Rep. Mike Coffman asks feds to consider fixes for DACA wind-down

DENVER – U.S. Rep. Mike Coffman and one of his Democratic fellow members of Congress are asking the Department of Homeland Security to give some Dreamers leeway to get their immigration statuses in order as DACA is wound-down over the next six months.

U.S. Attorney General Jeff Sessions announced on Sept. 5 that he was ending the Deferred Action for Childhood Arrivals (DACA) program by next March, and gave only some DACA recipients only a month to apply to renew their status.

U.S. Citizenship and Immigration Services (USCIS) specifically said it would only process renewal application before Oct. 5 if the applicants’ DACA statuses expired between Sept. 5 and March 5, 2018.

Coffman on Monday, along with Rep. Luis Gutierrez, D-Ill., sent a letter to the acting secretary of DHS and the acting director of USCIS asking for some of the wind-down rules to be tweaked to be more helpful to Dreamers.

In the letter, the congressmen ask four things of DHS and USCIS:

  1. That people whose DACA status expired before Sept. 5 be allowed to apply for another two years of protection;
  2. That any applications postmarked on or before Oct. 5 be accepted and processed;
  3. That DHS and USCIS not penalize applications that were rejected for minor, technical errors;
  4. And that DHS and USCIS provide two-year extensions for people whose DACA status has not yet expired, and to base those extensions off the date their current protections are set to expire.

“These young people, who came out of the shadows to sign up for DACA, did the right thing and the technical fixes that we are proposing will help them as the program winds down,” Coffman said.

DACA participants have already lived in the U.S. for at least 10 years and gone through multiple detailed background checks for the initial application and renewals, so treating those with DACA with respect and compassion is literally the least that USCIS can do until such time as Congress enacts legislation to protect DREAMers permanently,” said Rep. Gutierrez, who was himself arrested Tuesday at a rally against the Trump administration’s decision to end DACA at Trump Tower in New York.
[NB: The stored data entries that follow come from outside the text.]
//! Cache-aside composition over an offer source
//!
//! `CachedInventory` wraps any `OfferSource` with the persistent result
//! store: read the cache, fall back to the source on a miss, then populate
//! the cache with the fetched result. Cache write failures degrade to
//! "no cache" and never abort the response.

use async_trait::async_trait;
use tracing::{debug, warn};

use crate::cache::ResultStore;
use crate::data::HotelOffer;
use crate::inventory::InventoryError;
use crate::search::{OfferSource, RemoteParams};

/// An offer source with a persistent result cache in front of it
#[derive(Debug)]
pub struct CachedInventory<S> {
    source: S,
    store: Option<ResultStore>,
    /// When set, the cache read is skipped (the fetched result is still
    /// written back)
    refresh: bool,
}

impl<S: OfferSource> CachedInventory<S> {
    /// Wraps `source` with the given store
    ///
    /// `store` is optional so callers without a usable cache directory can
    /// still search; they simply hit the source every time.
    pub fn new(source: S, store: Option<ResultStore>, refresh: bool) -> Self {
        Self {
            source,
            store,
            refresh,
        }
    }

    /// The composed read path: cache get → miss → fetch → cache put → return
    ///
    /// # Arguments
    /// * `remote` - The remote parameters identifying the result set
    ///
    /// # Returns
    /// * `Ok(Vec<HotelOffer>)` from the cache or the source
    /// * `Err(InventoryError)` only if the source fetch failed; cache I/O
    ///   problems never surface as errors here
    pub async fn fetch_with_cache(
        &self,
        remote: &RemoteParams,
    ) -> Result<Vec<HotelOffer>, InventoryError> {
        let key = remote.cache_key();

        if !self.refresh {
            if let Some(ref store) = self.store {
                if let Some(records) = store.get::<Vec<HotelOffer>>(&key) {
                    debug!(key, count = records.len(), "serving offers from cache");
                    return Ok(records);
                }
            }
        }

        let records = self.source.fetch_offers(remote).await?;

        if let Some(ref store) = self.store {
            if let Err(e) = store.put(&key, &records) {
                warn!(key, error = %e, "cache write failed; continuing without cache");
            }
        }

        Ok(records)
    }
}

#[async_trait]
impl<S: OfferSource> OfferSource for CachedInventory<S> {
    async fn fetch_offers(
        &self,
        remote: &RemoteParams,
    ) -> Result<Vec<HotelOffer>, InventoryError> {
        self.fetch_with_cache(remote).await
    }
}
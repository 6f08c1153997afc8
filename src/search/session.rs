//! Search session: fetch-or-refilter decision over consecutive requests
//!
//! A session remembers exactly one step of history: the remote parameters of
//! the previous request and the result set they fetched. When only local
//! filters change between requests, the session re-filters that set in
//! memory instead of calling the upstream again.

use async_trait::async_trait;
use thiserror::Error;
use tracing::debug;

use crate::data::HotelOffer;
use crate::inventory::InventoryError;
use crate::search::filters::apply_local_filters;
use crate::search::params::{needs_refetch, RemoteParams, SearchParams};

/// Errors that can occur when running a search
#[derive(Debug, Error)]
pub enum SearchError {
    /// The upstream fetch failed; surfaced to the user as "search failed"
    #[error("search failed: {0}")]
    Upstream(#[from] InventoryError),
}

/// Source of hotel offers for a given set of remote parameters
///
/// The session only sees this seam, so it can be driven by the real
/// inventory client, the cache-wrapped client, or a test double.
#[async_trait]
pub trait OfferSource: Send + Sync {
    /// Fetches the offers the given remote parameters describe
    async fn fetch_offers(&self, remote: &RemoteParams)
        -> Result<Vec<HotelOffer>, InventoryError>;
}

/// The result set held from the previous request
#[derive(Debug)]
struct FetchedSet {
    remote: RemoteParams,
    offers: Vec<HotelOffer>,
}

/// Per-session search state
///
/// Two states: cold (no prior fetch) and fresh (last remote params known,
/// fetched set held). A cold session always fetches; a fresh one fetches
/// only when the remote parameter subset changed. There is no transition
/// back to cold short of dropping the session. A failed fetch propagates
/// the error and leaves the previous state intact.
#[derive(Debug, Default)]
pub struct SearchSession {
    last: Option<FetchedSet>,
}

/// Result of one search request, with the fetch decision made observable
#[derive(Debug)]
pub struct SearchOutcome {
    /// Offers satisfying the request's local filters, in upstream order
    pub offers: Vec<HotelOffer>,
    /// Whether this request went to the offer source
    pub refetched: bool,
}

impl SearchSession {
    /// Creates a session with no fetch history
    pub fn new() -> Self {
        Self::default()
    }

    /// Whether the session has no prior fetch
    pub fn is_cold(&self) -> bool {
        self.last.is_none()
    }

    /// Runs one search request against the session
    ///
    /// Classifies the parameters, diffs the remote subset against the
    /// previous request, fetches from `source` only on a mismatch (or on a
    /// cold session), then applies the local filters to the held set.
    ///
    /// # Arguments
    /// * `params` - The complete request
    /// * `source` - Where offers come from on a refetch
    ///
    /// # Returns
    /// * `Ok(SearchOutcome)` with the filtered offers
    /// * `Err(SearchError)` if the upstream fetch failed
    pub async fn search<S: OfferSource + ?Sized>(
        &mut self,
        params: &SearchParams,
        source: &S,
    ) -> Result<SearchOutcome, SearchError> {
        let (remote, local) = params.classify();

        if let Some(set) = &self.last {
            if !needs_refetch(&set.remote, &remote) {
                debug!(city = %remote.city_code, "remote params unchanged; re-filtering held set");
                let offers = apply_local_filters(&set.offers, &local);
                return Ok(SearchOutcome {
                    offers,
                    refetched: false,
                });
            }
        }

        debug!(city = %remote.city_code, "remote params changed or session cold; fetching");
        let fetched = source.fetch_offers(&remote).await?;
        let offers = apply_local_filters(&fetched, &local);
        self.last = Some(FetchedSet {
            remote,
            offers: fetched,
        });
        Ok(SearchOutcome {
            offers,
            refetched: true,
        })
    }
}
Sessions himself on Tuesday asked so-called “sanctuary cities” to end their policies as his DOJ said it would appeal a federal judge’s decision last week saying the DOJ could not block grant money meant for the cities.

Coffman has changed course and supported DACA in recent years after originally opposing the program.

He’d said he would push a discharge petition that would have forced the House to vote on a measure to extend DACA, but after filing it, made a deal with House Speaker Paul Ryan to hold off on pushing it while Ryan tried to get Republicans together on an immigration reform bill.

“With all the other things going on right now, the debt limit, the appropriations, tax reform, it’s not certainly on the top of the agenda right now,” Coffman told the New York Times afterward.

The move was a chance for Coffman’s Democratic challenger for 2018 in Colorado’s 6th Congressional District, Jason Crow, to come after Coffman.

“TWO DAYS. That’s all it took for Coffman to drop DACA and strike a deal w/ Ryan. We need persistence not posturing,” Crow tweeted.

After Coffman’s latest announcement, Crow continued to point at Coffman’s old stances on DACA, saying he’s changed his mind and that he wouldn’t practice “political gamesmanship” if elected to Congress.

“Seven years ago, Congressman Coffman helped create today’s DACA crisis when he called The DREAM Act “a nightmare” and voted against it,” Crow told Denver7. “Now, seven agonizing years later, Coffman’s desperate to position himself as part of the solution – but his Band-Aid proposals and empty rhetoric fall short of solving the crisis that he has helped to create.”

DHS and USCIS had not responded to Coffman’s letter as of Tuesday.